Only the final stretch of lines is needed: output exactly the line containing "let mut out = dedup_by_id(merge(lists));" and all lines following it in the listing below.

**Task inputs**
▼

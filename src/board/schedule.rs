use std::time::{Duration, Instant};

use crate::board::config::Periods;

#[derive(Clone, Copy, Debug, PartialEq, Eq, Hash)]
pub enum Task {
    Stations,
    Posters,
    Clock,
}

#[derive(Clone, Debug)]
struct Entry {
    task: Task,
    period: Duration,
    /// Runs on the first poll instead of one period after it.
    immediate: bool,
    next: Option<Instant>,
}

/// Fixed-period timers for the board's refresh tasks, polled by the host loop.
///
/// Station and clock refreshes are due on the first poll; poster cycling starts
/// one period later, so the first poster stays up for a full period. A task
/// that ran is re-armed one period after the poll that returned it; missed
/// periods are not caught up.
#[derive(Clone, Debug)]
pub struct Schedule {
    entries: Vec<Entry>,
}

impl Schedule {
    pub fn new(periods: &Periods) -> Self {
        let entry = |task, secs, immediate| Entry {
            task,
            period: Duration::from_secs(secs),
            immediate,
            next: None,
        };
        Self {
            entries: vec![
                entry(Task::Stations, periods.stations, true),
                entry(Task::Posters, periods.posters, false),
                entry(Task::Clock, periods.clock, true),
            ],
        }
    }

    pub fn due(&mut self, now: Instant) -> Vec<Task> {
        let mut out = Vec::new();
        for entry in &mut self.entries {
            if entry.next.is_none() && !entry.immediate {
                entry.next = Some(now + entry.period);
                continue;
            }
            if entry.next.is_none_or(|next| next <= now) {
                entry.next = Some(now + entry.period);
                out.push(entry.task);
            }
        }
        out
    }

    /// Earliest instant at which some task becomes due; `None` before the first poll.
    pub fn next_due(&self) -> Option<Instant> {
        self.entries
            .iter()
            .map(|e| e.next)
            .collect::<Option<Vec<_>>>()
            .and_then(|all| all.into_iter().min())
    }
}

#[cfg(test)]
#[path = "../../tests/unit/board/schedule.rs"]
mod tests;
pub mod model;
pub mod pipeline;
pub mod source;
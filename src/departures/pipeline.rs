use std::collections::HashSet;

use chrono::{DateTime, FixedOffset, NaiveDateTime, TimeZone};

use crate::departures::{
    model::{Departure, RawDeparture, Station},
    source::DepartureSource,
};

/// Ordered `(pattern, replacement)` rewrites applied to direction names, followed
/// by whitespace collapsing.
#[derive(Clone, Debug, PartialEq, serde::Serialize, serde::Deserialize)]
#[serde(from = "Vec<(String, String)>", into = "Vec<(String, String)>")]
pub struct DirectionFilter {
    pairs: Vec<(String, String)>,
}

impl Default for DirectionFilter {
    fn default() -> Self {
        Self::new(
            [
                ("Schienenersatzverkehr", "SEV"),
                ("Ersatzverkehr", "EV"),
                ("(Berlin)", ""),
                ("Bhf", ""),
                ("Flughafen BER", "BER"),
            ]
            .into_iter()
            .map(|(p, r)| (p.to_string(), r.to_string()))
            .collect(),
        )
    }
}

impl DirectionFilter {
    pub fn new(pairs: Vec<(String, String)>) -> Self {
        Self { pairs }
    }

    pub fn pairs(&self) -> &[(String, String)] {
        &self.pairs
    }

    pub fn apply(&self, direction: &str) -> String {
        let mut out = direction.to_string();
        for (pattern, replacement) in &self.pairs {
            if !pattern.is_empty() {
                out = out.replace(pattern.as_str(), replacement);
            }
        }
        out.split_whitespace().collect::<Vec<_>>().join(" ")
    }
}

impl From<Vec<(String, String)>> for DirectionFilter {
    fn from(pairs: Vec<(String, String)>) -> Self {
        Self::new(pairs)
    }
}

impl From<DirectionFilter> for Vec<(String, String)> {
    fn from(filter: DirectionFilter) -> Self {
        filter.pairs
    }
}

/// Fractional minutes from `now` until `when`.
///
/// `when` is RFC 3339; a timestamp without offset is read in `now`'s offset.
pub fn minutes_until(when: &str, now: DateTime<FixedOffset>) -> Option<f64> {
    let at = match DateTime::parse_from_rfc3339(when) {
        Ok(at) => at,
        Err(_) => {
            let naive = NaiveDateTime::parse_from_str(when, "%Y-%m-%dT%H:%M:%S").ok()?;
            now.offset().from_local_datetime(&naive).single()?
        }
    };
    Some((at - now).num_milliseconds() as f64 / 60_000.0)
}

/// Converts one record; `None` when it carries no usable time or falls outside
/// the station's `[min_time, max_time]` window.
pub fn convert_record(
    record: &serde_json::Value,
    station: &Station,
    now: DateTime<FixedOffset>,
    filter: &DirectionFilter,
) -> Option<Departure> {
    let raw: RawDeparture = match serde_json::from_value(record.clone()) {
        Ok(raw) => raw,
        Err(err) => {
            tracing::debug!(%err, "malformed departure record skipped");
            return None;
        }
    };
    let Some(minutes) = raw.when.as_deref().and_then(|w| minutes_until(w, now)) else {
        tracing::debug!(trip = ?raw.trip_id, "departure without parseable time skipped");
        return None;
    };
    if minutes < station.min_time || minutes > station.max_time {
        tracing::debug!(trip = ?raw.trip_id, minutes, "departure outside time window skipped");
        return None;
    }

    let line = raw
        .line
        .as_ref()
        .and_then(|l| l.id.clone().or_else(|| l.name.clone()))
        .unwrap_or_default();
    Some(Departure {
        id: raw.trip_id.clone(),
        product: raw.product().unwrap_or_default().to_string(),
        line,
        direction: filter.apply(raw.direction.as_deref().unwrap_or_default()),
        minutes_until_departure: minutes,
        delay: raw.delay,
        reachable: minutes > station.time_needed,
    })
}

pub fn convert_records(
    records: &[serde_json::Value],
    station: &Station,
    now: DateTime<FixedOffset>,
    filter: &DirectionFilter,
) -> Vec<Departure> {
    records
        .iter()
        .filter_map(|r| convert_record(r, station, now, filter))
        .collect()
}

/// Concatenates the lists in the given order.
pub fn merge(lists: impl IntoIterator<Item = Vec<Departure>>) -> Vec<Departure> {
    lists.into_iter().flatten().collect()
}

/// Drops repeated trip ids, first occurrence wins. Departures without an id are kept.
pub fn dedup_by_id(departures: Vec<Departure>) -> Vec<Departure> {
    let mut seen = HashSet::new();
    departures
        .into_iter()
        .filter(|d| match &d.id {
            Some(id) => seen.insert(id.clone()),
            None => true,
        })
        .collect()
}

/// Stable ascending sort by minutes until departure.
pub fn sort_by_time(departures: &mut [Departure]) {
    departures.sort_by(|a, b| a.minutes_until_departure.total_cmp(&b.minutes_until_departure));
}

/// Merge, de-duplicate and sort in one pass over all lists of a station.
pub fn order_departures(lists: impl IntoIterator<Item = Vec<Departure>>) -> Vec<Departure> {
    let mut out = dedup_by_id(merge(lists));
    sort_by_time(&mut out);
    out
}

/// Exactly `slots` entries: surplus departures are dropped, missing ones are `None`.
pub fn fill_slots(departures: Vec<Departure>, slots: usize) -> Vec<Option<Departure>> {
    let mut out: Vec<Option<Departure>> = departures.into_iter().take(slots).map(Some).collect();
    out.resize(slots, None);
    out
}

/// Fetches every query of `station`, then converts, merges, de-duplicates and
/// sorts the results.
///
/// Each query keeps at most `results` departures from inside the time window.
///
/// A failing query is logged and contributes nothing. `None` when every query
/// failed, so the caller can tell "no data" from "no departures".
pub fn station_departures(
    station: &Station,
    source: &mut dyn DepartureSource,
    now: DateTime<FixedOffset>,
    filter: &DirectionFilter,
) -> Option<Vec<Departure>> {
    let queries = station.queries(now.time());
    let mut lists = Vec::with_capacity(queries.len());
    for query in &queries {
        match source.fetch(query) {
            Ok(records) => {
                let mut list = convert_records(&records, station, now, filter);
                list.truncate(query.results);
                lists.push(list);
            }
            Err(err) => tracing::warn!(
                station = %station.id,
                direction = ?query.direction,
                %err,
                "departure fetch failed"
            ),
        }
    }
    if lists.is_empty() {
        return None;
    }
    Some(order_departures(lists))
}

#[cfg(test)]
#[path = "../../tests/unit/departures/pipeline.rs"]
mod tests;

▲

**Written response**
    let mut out = dedup_by_id(merge(lists));
    sort_by_time(&mut out);
    out
}

/// Exactly `slots` entries: surplus departures are dropped, missing ones are `None`.
pub fn fill_slots(departures: Vec<Departure>, slots: usize) -> Vec<Option<Departure>> {
    let mut out: Vec<Option<Departure>> = departures.into_iter().take(slots).map(Some).collect();
    out.resize(slots, None);
    out
}

/// Fetches every query of `station`, then converts, merges, de-duplicates and
/// sorts the results.
///
/// Each query keeps at most `results` departures from inside the time window.
///
/// A failing query is logged and contributes nothing. `None` when every query
/// failed, so the caller can tell "no data" from "no departures".
pub fn station_departures(
    station: &Station,
    source: &mut dyn DepartureSource,
    now: DateTime<FixedOffset>,
    filter: &DirectionFilter,
) -> Option<Vec<Departure>> {
    let queries = station.queries(now.time());
    let mut lists = Vec::with_capacity(queries.len());
    for query in &queries {
        match source.fetch(query) {
            Ok(records) => {
                let mut list = convert_records(&records, station, now, filter);
                list.truncate(query.results);
                lists.push(list);
            }
            Err(err) => tracing::warn!(
                station = %station.id,
                direction = ?query.direction,
                %err,
                "departure fetch failed"
            ),
        }
    }
    if lists.is_empty() {
        return None;
    }
    Some(order_departures(lists))
}

#[cfg(test)]
#[path = "../../tests/unit/departures/pipeline.rs"]
mod tests;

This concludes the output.